Brashly testing the frontiers of False Claims Act (FCA) liability, a qui tam plaintiff filed a lawsuit asserting that a pharmaceutical manufacturer’s anticompetitive behavior violated not only the antitrust laws, but also the FCA. Although the Department of Justice declined to intervene in the matter, and the plaintiff voluntarily dismissed the lawsuit before the court ruled on its viability, pharmaceutical manufacturers can expect a slew of similar suits in the future.
The plaintiff in U.S. ex rel. Radice v. Astellas Pharma, Inc. targeted a category of patent settlements known as “reverse-payment” agreements, which the Federal Trade Commission and private plaintiffs have contested under federal and state antitrust laws for several years. The federal Hatch-Waxman Act encourages generic drug makers to challenge the validity of a brand pharmaceutical company’s patent prior to expiration of that patent. Rather than accept the distractions and costs attendant to years of patent litigation, the parties frequently settle such suits, often on terms where the generic company receives something of value, while the brand company retains its patent rights for an agreed upon period of time (but not beyond the expiration of the patent).
The Radice case addressed an agreement affecting name-brand Flomax, which was being sold at prices purportedly inflated by an illegal reverse-payment agreement. The name-brand and generic drug manufacturer defendants allegedly entered into a sham patent-settlement agreement that delayed market entry of generic Flomax. That delayed generic entry then allegedly caused federal and state government payors, including Medicare and Medicaid, to overpay for Flomax because cheaper, generic versions of the drug were not on the market. The complaint further alleged that Medicare and Medicaid also overpaid for generic Flomax because the agreements prevented Astellas from entering the market with its own, competing authorized generic drug. As a result, according to the complaint, the government overpaid on thousands of claims for name-brand and generic Flomax.

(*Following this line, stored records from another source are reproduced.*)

//! Tenant gate: authentication, quota and rate enforcement, provisioning.
//!
//! Authentication is one parameterized lookup joining the active key with
//! its user and active subscription. Misses are padded to a fixed latency
//! floor so key existence cannot be probed through response timing. Usage
//! accounting is fired on detached tasks after the authorization decision
//! and survives client disconnects; the design tolerates the resulting
//! plus/minus one per burst.

pub mod apikey;
pub mod rate_limit;
pub mod webhook;

use axum::http::{HeaderMap, HeaderValue};
use chrono::{Months, Utc};
use std::sync::Arc;
use std::time::{Duration, Instant};
use tokio::time::sleep;
use tracing::warn;
use uuid::Uuid;

use crate::config::{plan_limits, Plan};
use crate::error::ApiError;
use crate::storage::models::{
    AccountStatus, ApiKeyRecord, ApiUsageLog, AuthContext, Subscription, User,
};
use crate::storage::Store;
use rate_limit::{KeyRateLimiter, RateDecision};

/// Minimum latency of a failed authentication.
const AUTH_LATENCY_FLOOR: Duration = Duration::from_millis(50);

/// A freshly provisioned tenant. `raw_key` exists only in memory and in
/// the response that hands it to its owner.
#[derive(Debug)]
pub struct ProvisionedTenant {
    pub user: User,
    pub subscription: Subscription,
    pub api_key: ApiKeyRecord,
    pub raw_key: String,
}

/// Rate and quota state echoed on every authenticated response.
#[derive(Debug, Clone, Copy)]
pub struct GateHeaders {
    pub rate: RateDecision,
    pub quota_limit: i64,
    pub quota_remaining: i64,
    pub quota_reset_at: i64,
}

impl GateHeaders {
    pub fn apply(&self, headers: &mut HeaderMap) {
        let mut set = |name: &'static str, value: String| {
            if let Ok(v) = HeaderValue::from_str(&value) {
                headers.insert(name, v);
            }
        };
        set("x-ratelimit-limit", self.rate.limit.to_string());
        set("x-ratelimit-remaining", self.rate.remaining.to_string());
        set("x-ratelimit-reset", self.rate.reset_at.to_string());
        set("x-quota-limit", self.quota_limit.to_string());
        set("x-quota-remaining", self.quota_remaining.to_string());
        set("x-quota-reset", self.quota_reset_at.to_string());
    }
}

/// Process-wide tenant gate.
pub struct TenantGate {
    store: Arc<dyn Store>,
    salt: String,
    limiter: KeyRateLimiter,
}

impl TenantGate {
    pub fn new(store: Arc<dyn Store>, salt: String, limiter: KeyRateLimiter) -> Self {
        Self { store, salt, limiter }
    }

    pub fn store(&self) -> Arc<dyn Store> {
        Arc::clone(&self.store)
    }

    /// Authenticate a raw API key. Negative outcomes take at least the
    /// latency floor regardless of where they failed.
    pub async fn authenticate(&self, raw_key: &str) -> Result<AuthContext, ApiError> {
        let started = Instant::now();

        let context = if apikey::has_valid_shape(raw_key) {
            let key_hash = apikey::hash_key(&self.salt, raw_key);
            self.store
                .find_auth_context(&key_hash)
                .await
                .map_err(ApiError::Internal)?
        } else {
            None
        };

        // Expired keys fail exactly like unknown ones.
        let context = context
            .filter(|ctx| ctx.api_key.expires_at.is_none_or(|t| t > Utc::now()));

        match context {
            Some(ctx) => {
                let store = Arc::clone(&self.store);
                let key_id = ctx.api_key.id;
                tokio::spawn(async move {
                    if let Err(e) = store.touch_api_key(key_id, Utc::now()).await {
                        warn!(key_id = %key_id, error = %e, "failed to touch api key");
                    }
                });
                Ok(ctx)
            }
            None => {
                let elapsed = started.elapsed();
                if elapsed < AUTH_LATENCY_FLOOR {
                    sleep(AUTH_LATENCY_FLOOR - elapsed).await;
                }
                Err(ApiError::Unauthenticated("invalid API key".into()))
            }
        }
    }

    /// Enforce subscription state, monthly quota, then the per-minute
    /// rate limit. On success the usage increment is fired detached.
    pub async fn authorize(&self, ctx: &AuthContext) -> Result<GateHeaders, ApiError> {
        let sub = &ctx.subscription;

        if sub.status != AccountStatus::Active {
            return Err(ApiError::SubscriptionInactive {
                status: sub.status.as_str().to_string(),
            });
        }

        if sub.current_usage >= sub.monthly_quota {
            return Err(ApiError::QuotaExceeded { reset_at: sub.billing_period_end });
        }

        let rate = self
            .limiter
            .check(ctx.api_key.id, sub.rate_limit_per_minute)
            .await;
        if !rate.allowed {
            return Err(ApiError::RateLimited { retry_after_secs: rate.retry_after_secs });
        }

        let store = Arc::clone(&self.store);
        let subscription_id = sub.id;
        let key_id = ctx.api_key.id;
        tokio::spawn(async move {
            if let Err(e) = store.record_successful_call(subscription_id, key_id).await {
                warn!(key_id = %key_id, error = %e, "usage increment failed");
            }
        });

        Ok(GateHeaders {
            rate,
            quota_limit: sub.monthly_quota,
            // The detached increment lands after this read.
            quota_remaining: (sub.monthly_quota - sub.current_usage - 1).max(0),
            quota_reset_at: sub.billing_period_end.timestamp(),
        })
    }

    /// Append one usage-log row on a detached task.
    pub fn record_usage(&self, log: ApiUsageLog) {
        let store = Arc::clone(&self.store);
        tokio::spawn(async move {
            if let Err(e) = store.insert_usage_log(log).await {
                warn!(error = %e, "usage log append failed");
            }
        });
    }

    /// Create user + subscription + first API key atomically.
    ///
    /// Returns `Conflict` for a duplicate email. Webhook callers handle
    /// their own external-id idempotency before calling this.
    pub async fn provision_tenant(
        &self,
        email: &str,
        full_name: Option<String>,
        company_name: Option<String>,
        plan: Plan,
        external_user_id: Option<String>,
    ) -> Result<ProvisionedTenant, ApiError> {
        let email = email.trim().to_ascii_lowercase();
        if email.is_empty() || !email.contains('@') {
            return Err(ApiError::InvalidRequest("invalid email address".into()));
        }

        if self
            .store
            .find_user_by_email(&email)
            .await
            .map_err(ApiError::Internal)?
            .is_some()
        {
            return Err(ApiError::Conflict("email is already registered".into()));
        }

        let now = Utc::now();
        let limits = plan_limits(plan);
        let user = User {
            id: Uuid::new_v4(),
            email,
            full_name,
            company_name,
            plan,
            status: AccountStatus::Active,
            external_user_id,
            created_at: now,
            last_login_at: None,
        };
        let subscription = Subscription {
            id: Uuid::new_v4(),
            user_id: user.id,
            plan,
            monthly_quota: limits.monthly_quota,
            rate_limit_per_minute: limits.rate_limit_per_minute,
            current_usage: 0,
            billing_period_start: now,
            billing_period_end: now
                .checked_add_months(Months::new(1))
                .unwrap_or(now),
            status: AccountStatus::Active,
            price_cents: limits.price_cents,
            cancelled_at: None,
        };

        let (api_key, raw_key) = self.new_key_record(user.id, None);
        self.store
            .create_tenant(user.clone(), subscription.clone(), api_key.clone())
            .await
            .map_err(|e| {
                // The store enforces email uniqueness as well.
                if e.to_string().contains("duplicate") {
                    ApiError::Conflict("email is already registered".into())
                } else {
                    ApiError::Internal(e)
                }
            })?;

        Ok(ProvisionedTenant { user, subscription, api_key, raw_key })
    }

    /// Issue an additional key for an existing user.
    pub async fn create_key(
        &self,
        user_id: Uuid,
        name: Option<String>,
    ) -> Result<(ApiKeyRecord, String), ApiError> {
        let (record, raw_key) = self.new_key_record(user_id, name);
        self.store
            .insert_api_key(record.clone())
            .await
            .map_err(ApiError::Internal)?;
        Ok((record, raw_key))
    }

    fn new_key_record(&self, user_id: Uuid, name: Option<String>) -> (ApiKeyRecord, String) {
        let raw_key = apikey::generate_key();
        let record = ApiKeyRecord {
            id: Uuid::new_v4(),
            user_id,
            key_hash: apikey::hash_key(&self.salt, &raw_key),
            key_prefix: apikey::display_prefix(&raw_key),
            name,
            active: true,
            total_calls: 0,
            created_at: Utc::now(),
            revoked_at: None,
            expires_at: None,
            last_used_at: None,
        };
        (record, raw_key)
    }
}

#[cfg(test)]
mod tests {
    use super::*;
    use crate::cache::KvCache;
    use crate::storage::MemoryStore;

    const SALT: &str = "unit-test-salt-of-sufficient-length!";

    fn gate(store: Arc<MemoryStore>) -> TenantGate {
        TenantGate::new(
            store,
            SALT.to_string(),
            KeyRateLimiter::new(KvCache::disabled()),
        )
    }

    #[tokio::test]
    async fn authentication_round_trip() {
        let store = Arc::new(MemoryStore::new());
        let gate = gate(store);
        let provisioned = gate
            .provision_tenant("User@Example.com", None, None, Plan::Starter, None)
            .await
            .unwrap();
        assert_eq!(provisioned.user.email, "user@example.com");

        let ctx = gate.authenticate(&provisioned.raw_key).await.unwrap();
        assert_eq!(ctx.user.id, provisioned.user.id);
    }

    #[tokio::test]
    async fn failed_auth_is_padded_to_the_latency_floor() {
        let store = Arc::new(MemoryStore::new());
        let gate = gate(store);

        let started = Instant::now();
        let err = gate
            .authenticate(&format!("tfa_live_{}", "0".repeat(64)))
            .await
            .unwrap_err();
        assert!(matches!(err, ApiError::Unauthenticated(_)));
        assert!(started.elapsed() >= AUTH_LATENCY_FLOOR);

        // Malformed keys pay the same floor.
        let started = Instant::now();
        let _ = gate.authenticate("not-a-key").await.unwrap_err();
        assert!(started.elapsed() >= AUTH_LATENCY_FLOOR);
    }

    #[tokio::test]
    async fn quota_exhaustion_rejects_with_reset() {
        let store = Arc::new(MemoryStore::new());
        let gate = gate(store.clone());
        let provisioned = gate
            .provision_tenant("q@example.com", None, None, Plan::Starter, None)
            .await
            .unwrap();

        // Burn the whole quota.
        for _ in 0..provisioned.subscription.monthly_quota {
            store
                .record_successful_call(provisioned.subscription.id, provisioned.api_key.id)
                .await
                .unwrap();
        }

        let ctx = gate.authenticate(&provisioned.raw_key).await.unwrap();
        let err = gate.authorize(&ctx).await.unwrap_err();
        match err {
            ApiError::QuotaExceeded { reset_at } => {
                assert_eq!(reset_at, ctx.subscription.billing_period_end);
            }
            other => panic!("expected QuotaExceeded, got {:?}", other),
        }
    }

    #[tokio::test]
    async fn authorize_emits_rate_and_quota_headers() {
        let store = Arc::new(MemoryStore::new());
        let gate = gate(store);
        let provisioned = gate
            .provision_tenant("h@example.com", None, None, Plan::Pro, None)
            .await
            .unwrap();

        let ctx = gate.authenticate(&provisioned.raw_key).await.unwrap();
        let headers = gate.authorize(&ctx).await.unwrap();
        assert_eq!(headers.rate.limit, 60);
        assert_eq!(headers.quota_limit, 10_000);
        assert_eq!(headers.quota_remaining, 9_999);

        let mut map = HeaderMap::new();
        headers.apply(&mut map);
        assert_eq!(map.get("x-ratelimit-limit").unwrap(), "60");
        assert_eq!(map.get("x-quota-remaining").unwrap(), "9999");
    }

    #[tokio::test]
    async fn revoked_key_no_longer_authenticates() {
        let store = Arc::new(MemoryStore::new());
        let gate = gate(store.clone());
        let provisioned = gate
            .provision_tenant("r@example.com", None, None, Plan::Starter, None)
            .await
            .unwrap();

        store
            .revoke_api_key(provisioned.user.id, provisioned.api_key.id, Utc::now())
            .await
            .unwrap();
        assert!(gate.authenticate(&provisioned.raw_key).await.is_err());
    }

    #[tokio::test]
    async fn duplicate_email_conflicts() {
        let store = Arc::new(MemoryStore::new());
        let gate = gate(store);
        gate.provision_tenant("dup@example.com", None, None, Plan::Starter, None)
            .await
            .unwrap();
        let err = gate
            .provision_tenant("dup@example.com", None, None, Plan::Pro, None)
            .await
            .unwrap_err();
        assert!(matches!(err, ApiError::Conflict(_)));
    }
}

A firm with extensive experience in qui tam suits, Hagens Berman Sobel Shapiro, represented the plaintiff in Radice. Such firms are not easily deterred by initial losses when pursuing a novel legal theory, and one can expect the lawyers in Radice to refine their approach and continue to file qui tam actions targeting reverse-payment agreements. However, this kind of lawsuit will face many challenges.
First, plaintiffs will need to plead their claims with the specificity that is required under Federal Rule of Civil Procedure 9(b), or face dismissal. This requirement can be challenging for many qui tam plaintiffs. Indeed, the Radice case itself may have been voluntarily dismissed because of the complaint’s lack of a coherent theory of liability and its failure to provide sufficient detail to comply with Rule 9(b).
Second, in order to establish that claims paid by Medicare and Medicaid were “false” under the FCA, plaintiffs will have to prove that a reverse-payment agreement was illegal. In FTC v. Actavis, the Supreme Court held that reverse payments are not per se illegal, and it instructed the lower courts to evaluate the anticompetitive effects of reverse-payment agreements on a case-by-case basis. As a result, a plaintiff would need to prove “falsity” by conducting a mini-trial on the anticompetitive effect of a particular reverse-payment agreement. A plaintiff would need to present evidence of multiple factors, including the adverse effects on competition, the market power of the name-brand manufacturer, and the existence of large, unjustified payments. These are technical and complex factors requiring extensive expert testimony.
Third, many claims that might be asserted by qui tam plaintiffs would be subject to dismissal under the FCA’s public disclosure bar, which prohibits the filing of lawsuits that are based on publicly disclosed information. There has been extensive prior litigation and reporting in the news media about reverse-payment agreements, which could serve as a bar to subsequent qui tam lawsuits over those agreements.
Notwithstanding these obstacles, the Radice case serves as a pointed reminder that enterprising plaintiffs’ counsel will continue pursuing qui tam suits that stretch the False Claims Act far beyond its original purpose. Rather than using the statute to combat actual fraud in federal programs, plaintiffs’ counsel view the FCA as a “super-enforcement tool” that rewards them richly for purporting to recover funds on behalf of the government. In cases patterned on Radice, plaintiffs are not undertaking law enforcement in the absence of government prosecutorial mechanisms. To the contrary, the antitrust laws already provide federal officials with ample authority to pursue allegedly anticompetitive reverse-payment agreements and recover damages if those agreements harm the public.